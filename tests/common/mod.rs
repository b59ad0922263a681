//! Stub Coffeeshop API served by axum on a free local port.
#![allow(dead_code)]

use std::collections::HashMap;
use std::sync::{Arc, Mutex};
use std::time::Duration;

use anyhow::{Context, Result};
use axum::extract::{Form, Query, State};
use axum::http::{HeaderMap, StatusCode};
use axum::response::{IntoResponse, Response};
use axum::routing::{get, post};
use axum::{Json, Router};
use jsonwebtoken::{encode, EncodingKey, Header};
use serde_json::{json, Value};
use uuid::Uuid;

use coffeeshop_storefront::api::HttpTransport;
use coffeeshop_storefront::app::App;
use coffeeshop_storefront::config::AppConfig;
use coffeeshop_storefront::storage::{MemoryStorage, Storage};
use coffeeshop_storefront::types::TokenClaims;

pub const USERNAME: &str = "alice@example.com";
pub const PASSWORD: &str = "correct-horse";
pub const FULL_NAME: &str = "Alice Barista";

pub struct Catalog {
    pub products: Vec<Value>,
    pub reviews: Vec<Value>,
}

impl Catalog {
    /// Espresso with ratings 5 and 4, Latte with rating 3, Matcha without reviews
    pub fn sample() -> Self {
        let espresso = Uuid::new_v4();
        let latte = Uuid::new_v4();
        let matcha = Uuid::new_v4();
        Self {
            products: vec![
                product(espresso, "Espresso", "3.50", &["https://img.test/espresso.png"], "orange"),
                product(latte, "Latte", "4.25", &[], "blue"),
                product(matcha, "Matcha", "5.00", &[], "green"),
            ],
            reviews: vec![review(espresso, 5.0), review(espresso, 4.0), review(latte, 3.0)],
        }
    }
}

fn product(id: Uuid, name: &str, price: &str, images: &[&str], color: &str) -> Value {
    json!({
        "id": id,
        "name": name,
        "description": null,
        "currency": "USD",
        "price": price,
        "available_quantity": 12,
        "images": images,
        "categories": [{"id": Uuid::new_v4(), "name": "drinks", "description": null, "color": color}],
        "created_at": 1_700_000_000,
        "updated_at": null
    })
}

fn review(product_id: Uuid, rating: f64) -> Value {
    json!({
        "id": Uuid::new_v4(),
        "product_id": product_id,
        "customer_id": Uuid::new_v4(),
        "rating": rating,
        "content": "good",
        "created_at": 1_700_000_000,
        "updated_at": null
    })
}

struct StubState {
    token: String,
    user_id: Uuid,
    catalog: Catalog,
    authorization: Mutex<Vec<(String, Option<String>)>>,
}

impl StubState {
    fn record(&self, path: &str, headers: &HeaderMap) -> Option<String> {
        let auth = headers
            .get("authorization")
            .and_then(|value| value.to_str().ok())
            .map(str::to_string);
        self.authorization
            .lock()
            .unwrap()
            .push((path.to_string(), auth.clone()));
        auth
    }
}

fn detail(status: StatusCode, detail: Value) -> Response {
    (status, Json(json!({ "detail": detail }))).into_response()
}

async fn health() -> Json<Value> {
    Json(json!(true))
}

async fn login(State(state): State<Arc<StubState>>, Form(form): Form<HashMap<String, String>>) -> Response {
    let username = form.get("username").cloned().unwrap_or_default();
    let password = form.get("password").cloned().unwrap_or_default();

    let mut issues = Vec::new();
    if username.is_empty() {
        issues.push(json!({"loc": ["body", "username"], "msg": "Field required", "type": "missing"}));
    }
    if password.len() < 8 {
        issues.push(json!({
            "loc": ["body", "password"],
            "msg": "String should have at least 8 characters",
            "type": "string_too_short"
        }));
    }
    if !issues.is_empty() {
        return detail(StatusCode::UNPROCESSABLE_ENTITY, Value::Array(issues));
    }

    if username != USERNAME || password != PASSWORD {
        return detail(StatusCode::BAD_REQUEST, json!("Incorrect email or password"));
    }

    Json(json!({ "access_token": state.token, "token_type": "bearer" })).into_response()
}

async fn users_me(State(state): State<Arc<StubState>>, headers: HeaderMap) -> Response {
    let auth = state.record("/api/v1/users/me", &headers);
    if auth.as_deref() != Some(format!("Bearer {}", state.token).as_str()) {
        return detail(StatusCode::FORBIDDEN, json!("Could not validate credentials"));
    }

    Json(json!({
        "id": state.user_id,
        "email": USERNAME,
        "is_active": true,
        "is_superuser": false,
        "full_name": FULL_NAME,
        "created_at": 1_700_000_000,
        "updated_at": null
    }))
    .into_response()
}

async fn products(State(state): State<Arc<StubState>>, headers: HeaderMap) -> Response {
    state.record("/api/v1/products/", &headers);
    let data = &state.catalog.products;
    Json(json!({ "data": data, "count": data.len() })).into_response()
}

async fn reviews(
    State(state): State<Arc<StubState>>,
    headers: HeaderMap,
    Query(params): Query<HashMap<String, String>>,
) -> Response {
    state.record("/api/v1/reviews/", &headers);
    if params.contains_key("product") && params.contains_key("user") {
        return detail(StatusCode::BAD_REQUEST, json!("Cannot specify both user and product"));
    }

    let data: Vec<&Value> = state
        .catalog
        .reviews
        .iter()
        .filter(|review| match params.get("product") {
            Some(product) => review["product_id"].as_str() == Some(product.as_str()),
            None => true,
        })
        .collect();
    Json(json!({ "data": data, "count": data.len() })).into_response()
}

pub fn mint_token(user_id: Uuid) -> String {
    let claims = TokenClaims {
        exp: chrono::Utc::now().timestamp() + 3600,
        sub: Some(user_id.to_string()),
        scopes: vec![],
    };
    encode(&Header::default(), &claims, &EncodingKey::from_secret(b"stub-secret")).unwrap()
}

pub struct StubApi {
    pub port: u16,
    pub base_url: String,
    pub token: String,
    state: Arc<StubState>,
}

impl StubApi {
    pub async fn start() -> Result<Self> {
        Self::with_catalog(Catalog::sample()).await
    }

    pub async fn with_catalog(catalog: Catalog) -> Result<Self> {
        // Pick an unused port for isolation
        let port = portpicker::pick_unused_port().context("failed to pick free port")?;
        let base_url = format!("http://127.0.0.1:{}", port);

        let user_id = Uuid::new_v4();
        let state = Arc::new(StubState {
            token: mint_token(user_id),
            user_id,
            catalog,
            authorization: Mutex::new(Vec::new()),
        });

        let router = Router::new()
            .route("/api/v1/utils/health-check/", get(health))
            .route("/api/v1/login/access-token", post(login))
            .route("/api/v1/users/me", get(users_me))
            .route("/api/v1/products/", get(products))
            .route("/api/v1/reviews/", get(reviews))
            .with_state(state.clone());

        let listener = tokio::net::TcpListener::bind(("127.0.0.1", port))
            .await
            .context("failed to bind stub API")?;
        tokio::spawn(async move {
            let _ = axum::serve(listener, router).await;
        });

        let stub = Self {
            port,
            base_url,
            token: state.token.clone(),
            state,
        };
        stub.wait_ready(Duration::from_secs(5)).await?;
        Ok(stub)
    }

    async fn wait_ready(&self, timeout: Duration) -> Result<()> {
        let client = reqwest::Client::new();
        let deadline = tokio::time::Instant::now() + timeout;
        while tokio::time::Instant::now() < deadline {
            let url = format!("{}/api/v1/utils/health-check/", self.base_url);
            if let Ok(resp) = client.get(&url).send().await {
                if resp.status().is_success() {
                    return Ok(());
                }
            }
            tokio::time::sleep(Duration::from_millis(50)).await;
        }
        anyhow::bail!("stub API did not become ready on {} within {:?}", self.base_url, timeout)
    }

    pub fn config(&self) -> AppConfig {
        AppConfig::with_base_url(&self.base_url)
    }

    pub fn app(&self, storage: Arc<dyn Storage>) -> Result<App> {
        Ok(App::new(self.config(), storage, Arc::new(HttpTransport::new()))?)
    }

    pub fn guest_app(&self) -> Result<(Arc<MemoryStorage>, App)> {
        let storage = MemoryStorage::shared();
        let app = self.app(storage.clone())?;
        Ok((storage, app))
    }

    /// Authorization headers seen for `path`, in order
    pub fn authorization_for(&self, path: &str) -> Vec<Option<String>> {
        self.state
            .authorization
            .lock()
            .unwrap()
            .iter()
            .filter(|(seen, _)| seen == path)
            .map(|(_, auth)| auth.clone())
            .collect()
    }

    pub fn requests_to(&self, path: &str) -> usize {
        self.authorization_for(path).len()
    }
}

• _AIM OF THE EXERCISE_
Across the entries above, how many lines include "struct"? State only that number.

• _EXPECTED ANSWER_
3